Required action:
Which lines in the data below contain the word "plain"? Pull each of them out.
◇ ◇ ◇ ◇ ◇ ◇ ◇
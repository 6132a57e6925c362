//! Relicscan main entry point
//!
//! Command-line interface for the legacy-system reference scanner.

use anyhow::Context;
use clap::{Parser, Subcommand};
use relicscan::analyzer::analyze;
use relicscan::completion::OpenAiCompatClient;
use relicscan::config::{load_config, Config};
use relicscan::crawler::{build_http_client, crawl, merge_url_records, UrlRecord};
use relicscan::report::{build_report, render_markdown, Report};
use relicscan::{canonicalize_url, with_time_ceiling};
use serde::Serialize;
use std::path::{Path, PathBuf};
use tracing_subscriber::EnvFilter;

/// Relicscan: find and classify legacy-system references on a website
///
/// Crawls a site, detects CougarWeb/Colleague mentions, asks a
/// text-completion model to classify each one, and produces a structured
/// migration report.
#[derive(Parser, Debug)]
#[command(name = "relicscan")]
#[command(version)]
#[command(about = "Legacy-system reference scanner", long_about = None)]
struct Cli {
    /// Path to TOML configuration file (defaults apply without one)
    #[arg(short, long, global = true)]
    config: Option<PathBuf>,

    /// Increase logging verbosity (-v, -vv, -vvv)
    #[arg(short, long, action = clap::ArgAction::Count, global = true)]
    verbose: u8,

    /// Suppress non-error output
    #[arg(short, long, conflicts_with = "verbose", global = true)]
    quiet: bool,

    #[command(subcommand)]
    command: Command,
}

#[derive(Subcommand, Debug)]
enum Command {
    /// Crawl a site breadth-first and list the discovered URLs
    Scan {
        /// Seed URL to start from
        seed: String,

        /// Maximum crawl depth (overrides config, <= 5)
        #[arg(long)]
        max_depth: Option<u32>,

        /// Maximum URLs to record (overrides config, <= 300)
        #[arg(long)]
        max_urls: Option<usize>,

        /// Previous scan output (or plain URL list) to skip
        #[arg(long)]
        exclude_file: Option<PathBuf>,

        /// Write the URL list as JSON here instead of stdout
        #[arg(long)]
        output: Option<PathBuf>,
    },

    /// Analyze pages for legacy references and classify each one
    Analyze {
        /// Previous scan output (or plain URL list) to analyze
        #[arg(long)]
        urls_file: Option<PathBuf>,

        /// URL to analyze (repeatable)
        #[arg(long = "url")]
        urls: Vec<String>,

        /// SEO keyword hint (repeatable, adds to config)
        #[arg(long = "keyword")]
        keywords: Vec<String>,

        /// Work-stream hint (repeatable, adds to config)
        #[arg(long = "work-stream")]
        work_streams: Vec<String>,

        /// Write the JSON report here instead of stdout
        #[arg(long)]
        report: Option<PathBuf>,

        /// Also write a markdown rendering of the report here
        #[arg(long)]
        markdown: Option<PathBuf>,
    },

    /// Scan and analyze in one pass, producing the full migration report
    Run {
        /// Seed URL to start from
        seed: String,

        /// Maximum crawl depth (overrides config, <= 5)
        #[arg(long)]
        max_depth: Option<u32>,

        /// Maximum URLs to record (overrides config, <= 300)
        #[arg(long)]
        max_urls: Option<usize>,

        /// Previous scan output (or plain URL list) to skip
        #[arg(long)]
        exclude_file: Option<PathBuf>,

        /// SEO keyword hint (repeatable, adds to config)
        #[arg(long = "keyword")]
        keywords: Vec<String>,

        /// Work-stream hint (repeatable, adds to config)
        #[arg(long = "work-stream")]
        work_streams: Vec<String>,

        /// Write the JSON report here instead of stdout
        #[arg(long)]
        report: Option<PathBuf>,

        /// Also write a markdown rendering of the report here
        #[arg(long)]
        markdown: Option<PathBuf>,
    },
}

/// JSON shape of the scan operation's output
///
/// Deserializable so that a rescan pointed at an existing output file can
/// merge with the previous run's URL list.
#[derive(Debug, Serialize, serde::Deserialize)]
struct ScanOutput {
    urls: Vec<UrlRecord>,
    #[serde(default)]
    count: usize,
}

#[tokio::main]
async fn main() -> anyhow::Result<()> {
    let cli = Cli::parse();
    setup_logging(cli.verbose, cli.quiet);

    let config = match &cli.config {
        Some(path) => {
            tracing::info!("Loading configuration from: {}", path.display());
            load_config(path).with_context(|| format!("Failed to load {}", path.display()))?
        }
        None => Config::default(),
    };

    match cli.command {
        Command::Scan {
            seed,
            max_depth,
            max_urls,
            exclude_file,
            output,
        } => handle_scan(config, seed, max_depth, max_urls, exclude_file, output).await,

        Command::Analyze {
            urls_file,
            urls,
            keywords,
            work_streams,
            report,
            markdown,
        } => {
            let mut config = config;
            config.hints.keywords.extend(keywords);
            config.hints.work_streams.extend(work_streams);
            handle_analyze(config, urls_file, urls, report, markdown).await
        }

        Command::Run {
            seed,
            max_depth,
            max_urls,
            exclude_file,
            keywords,
            work_streams,
            report,
            markdown,
        } => {
            let mut config = config;
            config.hints.keywords.extend(keywords);
            config.hints.work_streams.extend(work_streams);
            handle_run(config, seed, max_depth, max_urls, exclude_file, report, markdown).await
        }
    }
}

/// Sets up the tracing subscriber based on verbosity level
fn setup_logging(verbose: u8, quiet: bool) {
    let filter = if quiet {
        EnvFilter::new("error")
    } else {
        match verbose {
            0 => EnvFilter::new("relicscan=info,warn"),
            1 => EnvFilter::new("relicscan=debug,info"),
            2 => EnvFilter::new("relicscan=trace,debug"),
            _ => EnvFilter::new("trace"),
        }
    };

    tracing_subscriber::fmt()
        .with_env_filter(filter)
        .with_target(false)
        .with_thread_ids(false)
        .with_file(false)
        .init();
}

/// Handles the scan subcommand: crawl only, emit the URL list
async fn handle_scan(
    config: Config,
    seed: String,
    max_depth: Option<u32>,
    max_urls: Option<usize>,
    exclude_file: Option<PathBuf>,
    output: Option<PathBuf>,
) -> anyhow::Result<()> {
    let depth = max_depth.unwrap_or(config.crawler.max_depth);
    let urls = max_urls.unwrap_or(config.crawler.max_urls);
    let exclude = read_url_list(exclude_file.as_deref())?;

    let client = build_http_client(&config.crawler, &config.user_agent)?;
    let records = with_time_ceiling(
        config.crawler.overall_timeout_secs,
        crawl(&client, &seed, depth, urls, &exclude),
    )
    .await?;

    // A rescan into an existing output file extends the prior list; new
    // results win on depth conflicts.
    let records = match output.as_deref() {
        Some(path) if path.exists() => {
            let prior = read_prior_scan(path)?;
            tracing::info!("Merging with {} previously recorded URLs", prior.len());
            merge_url_records(prior, records)
        }
        _ => records,
    };

    let payload = ScanOutput {
        count: records.len(),
        urls: records,
    };

    write_json(&payload, output.as_deref())
}

/// Loads the URL list from a previous scan's output file
fn read_prior_scan(path: &Path) -> anyhow::Result<Vec<UrlRecord>> {
    let content = std::fs::read_to_string(path)
        .with_context(|| format!("Failed to read {}", path.display()))?;
    let prior: ScanOutput = serde_json::from_str(&content)
        .with_context(|| format!("{} is not a scan output file", path.display()))?;
    Ok(prior.urls)
}

/// Handles the analyze subcommand: classify an explicit URL list
async fn handle_analyze(
    config: Config,
    urls_file: Option<PathBuf>,
    urls: Vec<String>,
    report_path: Option<PathBuf>,
    markdown_path: Option<PathBuf>,
) -> anyhow::Result<()> {
    let mut all_urls = read_url_list(urls_file.as_deref())?;
    all_urls.extend(urls);

    let mut records = Vec::new();
    for raw in &all_urls {
        let canonical = canonicalize_url(raw)
            .map_err(|e| anyhow::anyhow!("Invalid URL '{}': {}", raw, e))?;
        if !records.iter().any(|r: &UrlRecord| r.url == canonical) {
            records.push(UrlRecord::new(canonical, 0));
        }
    }

    let client = build_http_client(&config.crawler, &config.user_agent)?;
    let model = OpenAiCompatClient::new(&config.model)?;

    let results = with_time_ceiling(
        config.crawler.overall_timeout_secs,
        analyze(&client, &model, &mut records, &config),
    )
    .await?;

    let report = build_report(&records, &results, &config.hints, None);
    emit_report(&report, report_path.as_deref(), markdown_path.as_deref())
}

/// Handles the run subcommand: the full crawl-and-classify pipeline
async fn handle_run(
    config: Config,
    seed: String,
    max_depth: Option<u32>,
    max_urls: Option<usize>,
    exclude_file: Option<PathBuf>,
    report_path: Option<PathBuf>,
    markdown_path: Option<PathBuf>,
) -> anyhow::Result<()> {
    let depth = max_depth.unwrap_or(config.crawler.max_depth);
    let urls = max_urls.unwrap_or(config.crawler.max_urls);
    let exclude = read_url_list(exclude_file.as_deref())?;

    let client = build_http_client(&config.crawler, &config.user_agent)?;
    let model = OpenAiCompatClient::new(&config.model)?;

    let mut records = with_time_ceiling(
        config.crawler.overall_timeout_secs,
        crawl(&client, &seed, depth, urls, &exclude),
    )
    .await?;

    let seed_canonical = canonicalize_url(&seed).ok();
    let results = with_time_ceiling(
        config.crawler.overall_timeout_secs,
        analyze(&client, &model, &mut records, &config),
    )
    .await?;

    let report = build_report(&records, &results, &config.hints, seed_canonical);
    emit_report(&report, report_path.as_deref(), markdown_path.as_deref())
}

/// Reads a URL list from a file
///
/// Accepts either a scan output file (JSON) or plain text with one URL
/// per line; blank lines and `#` comments are skipped in the latter.
fn read_url_list(path: Option<&Path>) -> anyhow::Result<Vec<String>> {
    let Some(path) = path else {
        return Ok(Vec::new());
    };
    let content = std::fs::read_to_string(path)
        .with_context(|| format!("Failed to read {}", path.display()))?;

    if content.trim_start().starts_with('{') {
        let prior: ScanOutput = serde_json::from_str(&content)
            .with_context(|| format!("{} is not a scan output file", path.display()))?;
        return Ok(prior.urls.into_iter().map(|r| r.url).collect());
    }

    Ok(content
        .lines()
        .map(str::trim)
        .filter(|line| !line.is_empty() && !line.starts_with('#'))
        .map(str::to_string)
        .collect())
}

/// Writes a JSON payload to a file or stdout
fn write_json<T: Serialize>(payload: &T, path: Option<&Path>) -> anyhow::Result<()> {
    let json = serde_json::to_string_pretty(payload)?;
    match path {
        Some(path) => {
            std::fs::write(path, json)
                .with_context(|| format!("Failed to write {}", path.display()))?;
            tracing::info!("Wrote {}", path.display());
        }
        None => println!("{}", json),
    }
    Ok(())
}

/// Emits the report in its JSON encoding and, optionally, as markdown
fn emit_report(
    report: &Report,
    report_path: Option<&Path>,
    markdown_path: Option<&Path>,
) -> anyhow::Result<()> {
    write_json(report, report_path)?;
    if let Some(path) = markdown_path {
        render_markdown(report, path)
            .with_context(|| format!("Failed to write {}", path.display()))?;
        tracing::info!("Wrote {}", path.display());
    }
    Ok(())
}
//! Report data model and builder
//!
//! Findings, per-page analysis results, and the aggregated migration
//! report. The report is purely derived data: it joins crawl records with
//! analysis results by canonical URL and has no identity of its own. The
//! JSON export and the markdown rendering are alternate serializations of
//! the same value, never divergent sources of truth.

mod markdown;

pub use markdown::render_markdown;

use crate::config::HintsConfig;
use crate::crawler::UrlRecord;
use chrono::{DateTime, Utc};
use serde::{Deserialize, Serialize};

/// Who a page reference is written for
#[derive(Debug, Clone, Copy, PartialEq, Eq, Serialize, Deserialize)]
#[serde(rename_all = "snake_case")]
pub enum Audience {
    Students,
    EmployeesFacultyStaff,
    MixedOther,
}

impl Audience {
    /// Parses a wire label; used when validating model output.
    pub fn parse_label(label: &str) -> Option<Self> {
        match label.trim().to_lowercase().as_str() {
            "students" => Some(Self::Students),
            "employees_faculty_staff" => Some(Self::EmployeesFacultyStaff),
            "mixed_other" => Some(Self::MixedOther),
            _ => None,
        }
    }
}

/// What the referenced page copy helps someone do
#[derive(Debug, Clone, Copy, PartialEq, Eq, Serialize, Deserialize)]
#[serde(rename_all = "snake_case")]
pub enum TaskCategory {
    Registration,
    FinancialAid,
    StudentRecords,
    HrBenefits,
    Payroll,
    Procurement,
    AccountAccess,
    GenericSystemReference,
}

impl TaskCategory {
    pub fn parse_label(label: &str) -> Option<Self> {
        match label.trim().to_lowercase().as_str() {
            "registration" => Some(Self::Registration),
            "financial_aid" => Some(Self::FinancialAid),
            "student_records" => Some(Self::StudentRecords),
            "hr_benefits" => Some(Self::HrBenefits),
            "payroll" => Some(Self::Payroll),
            "procurement" => Some(Self::Procurement),
            "account_access" => Some(Self::AccountAccess),
            "generic_system_reference" => Some(Self::GenericSystemReference),
            _ => None,
        }
    }
}

/// How the legacy system is being referenced
#[derive(Debug, Clone, Copy, PartialEq, Eq, Serialize, Deserialize)]
#[serde(rename_all = "snake_case")]
pub enum ReferenceType {
    ActionPortal,
    InformationalReference,
    HistoricalReference,
}

impl ReferenceType {
    pub fn parse_label(label: &str) -> Option<Self> {
        match label.trim().to_lowercase().as_str() {
            "action_portal" => Some(Self::ActionPortal),
            "informational_reference" => Some(Self::InformationalReference),
            "historical_reference" => Some(Self::HistoricalReference),
            _ => None,
        }
    }
}

/// Confidence tier of a classification/rewrite
#[derive(Debug, Clone, Copy, PartialEq, Eq, Serialize, Deserialize)]
#[serde(rename_all = "snake_case")]
pub enum Confidence {
    High,
    Medium,
    Low,
}

impl Confidence {
    pub fn parse_label(label: &str) -> Option<Self> {
        match label.trim().to_lowercase().as_str() {
            "high" => Some(Self::High),
            "medium" => Some(Self::Medium),
            "low" => Some(Self::Low),
            _ => None,
        }
    }
}

/// One classified legacy-system reference with proposed replacement copy
#[derive(Debug, Clone, Serialize, Deserialize)]
pub struct Finding {
    /// The snippet the classification is about
    pub html_context: String,

    pub primary_audience: Audience,

    pub task_category: TaskCategory,

    pub reference_type: ReferenceType,

    /// Short label for the Workday feature replacing the legacy system
    pub workday_feature: String,

    /// Rewritten copy preserving the original tone and intent
    pub proposed_replacement: String,

    /// 3-6 SEO keywords for the updated page
    pub suggested_keywords: Vec<String>,

    /// Always low when any upstream ambiguity or failure occurred
    pub confidence: Confidence,

    #[serde(skip_serializing_if = "Option::is_none")]
    pub notes: Option<String>,
}

/// Analysis outcome for one page
///
/// `findings` is empty exactly when `has_legacy_references` is false; the
/// two fields are never independently inconsistent, so construction goes
/// through [`AnalysisResult::new`].
#[derive(Debug, Clone, Serialize, Deserialize)]
pub struct AnalysisResult {
    pub url: String,

    #[serde(skip_serializing_if = "Option::is_none")]
    pub page_title: Option<String>,

    pub has_legacy_references: bool,

    pub findings: Vec<Finding>,
}

impl AnalysisResult {
    pub fn new(url: String, page_title: Option<String>, findings: Vec<Finding>) -> Self {
        Self {
            url,
            page_title,
            has_legacy_references: !findings.is_empty(),
            findings,
        }
    }
}

/// The aggregated migration report
#[derive(Debug, Clone, Serialize, Deserialize)]
pub struct Report {
    pub generated_at: DateTime<Utc>,

    #[serde(skip_serializing_if = "Option::is_none")]
    pub seed_url: Option<String>,

    pub keyword_hints: Vec<String>,

    pub work_stream_hints: Vec<String>,

    /// Number of pages scanned
    pub total_scanned: usize,

    /// Number of pages with at least one finding
    pub total_with_findings: usize,

    /// Every URL the crawl recorded, with depth and status
    pub urls: Vec<UrlRecord>,

    /// Per-URL recommended updates, findings only
    pub recommended_updates: Vec<AnalysisResult>,
}

/// Builds the migration report from crawl records and analysis results
///
/// Records and results join by canonical URL; results for URLs the crawl
/// never recorded still count as scanned pages (the analyze operation
/// accepts arbitrary URL lists).
pub fn build_report(
    url_records: &[UrlRecord],
    results: &[AnalysisResult],
    hints: &HintsConfig,
    seed_url: Option<String>,
) -> Report {
    let total_with_findings = results.iter().filter(|r| r.has_legacy_references).count();
    let recommended_updates: Vec<AnalysisResult> = results
        .iter()
        .filter(|r| r.has_legacy_references)
        .cloned()
        .collect();

    Report {
        generated_at: Utc::now(),
        seed_url,
        keyword_hints: hints.keywords.clone(),
        work_stream_hints: hints.work_streams.clone(),
        total_scanned: results.len(),
        total_with_findings,
        urls: url_records.to_vec(),
        recommended_updates,
    }
}

#[cfg(test)]
mod tests {
    use super::*;
    use crate::crawler::UrlRecord;

    fn finding(context: &str) -> Finding {
        Finding {
            html_context: context.to_string(),
            primary_audience: Audience::Students,
            task_category: TaskCategory::Registration,
            reference_type: ReferenceType::ActionPortal,
            workday_feature: "Workday Student registration".to_string(),
            proposed_replacement: "Register for classes in Workday.".to_string(),
            suggested_keywords: vec![
                "workday".to_string(),
                "registration".to_string(),
                "classes".to_string(),
            ],
            confidence: Confidence::High,
            notes: None,
        }
    }

    #[test]
    fn test_analysis_result_invariant() {
        let with = AnalysisResult::new("https://example.edu/a".to_string(), None, vec![finding("x")]);
        assert!(with.has_legacy_references);

        let without = AnalysisResult::new("https://example.edu/b".to_string(), None, vec![]);
        assert!(!without.has_legacy_references);
        assert!(without.findings.is_empty());
    }

    #[test]
    fn test_build_report_counts() {
        let records = vec![
            UrlRecord::new("https://example.edu".to_string(), 0),
            UrlRecord::new("https://example.edu/a".to_string(), 1),
        ];
        let results = vec![
            AnalysisResult::new("https://example.edu".to_string(), None, vec![finding("x")]),
            AnalysisResult::new("https://example.edu/a".to_string(), None, vec![]),
        ];

        let report = build_report(
            &records,
            &results,
            &HintsConfig::default(),
            Some("https://example.edu".to_string()),
        );

        assert_eq!(report.total_scanned, 2);
        assert_eq!(report.total_with_findings, 1);
        assert_eq!(report.urls.len(), 2);
        assert_eq!(report.recommended_updates.len(), 1);
        assert_eq!(report.recommended_updates[0].url, "https://example.edu");
    }

    #[test]
    fn test_enum_wire_labels() {
        assert_eq!(
            serde_json::to_string(&Audience::EmployeesFacultyStaff).unwrap(),
            "\"employees_faculty_staff\""
        );
        assert_eq!(
            serde_json::to_string(&TaskCategory::GenericSystemReference).unwrap(),
            "\"generic_system_reference\""
        );
        assert_eq!(
            serde_json::to_string(&ReferenceType::ActionPortal).unwrap(),
            "\"action_portal\""
        );
        assert_eq!(serde_json::to_string(&Confidence::Low).unwrap(), "\"low\"");
    }

    #[test]
    fn test_parse_label_roundtrip() {
        assert_eq!(Audience::parse_label("students"), Some(Audience::Students));
        assert_eq!(Audience::parse_label(" Mixed_Other "), Some(Audience::MixedOther));
        assert_eq!(Audience::parse_label("everyone"), None);
        assert_eq!(
            TaskCategory::parse_label("financial_aid"),
            Some(TaskCategory::FinancialAid)
        );
        assert_eq!(Confidence::parse_label("HIGH"), Some(Confidence::High));
    }

    #[test]
    fn test_report_json_roundtrip() {
        let report = build_report(
            &[UrlRecord::new("https://example.edu".to_string(), 0)],
            &[AnalysisResult::new(
                "https://example.edu".to_string(),
                Some("Home".to_string()),
                vec![finding("x")],
            )],
            &HintsConfig::default(),
            None,
        );

        let json = serde_json::to_string_pretty(&report).unwrap();
        let back: Report = serde_json::from_str(&json).unwrap();
        assert_eq!(back.total_scanned, 1);
        assert_eq!(back.recommended_updates[0].findings.len(), 1);
    }
}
◇ ◇ ◇ ◇ ◇ ◇ ◇
Task solution:
        /// Previous scan output (or plain URL list) to skip
        /// Previous scan output (or plain URL list) to analyze
        /// Previous scan output (or plain URL list) to skip
/// Accepts either a scan output file (JSON) or plain text with one URL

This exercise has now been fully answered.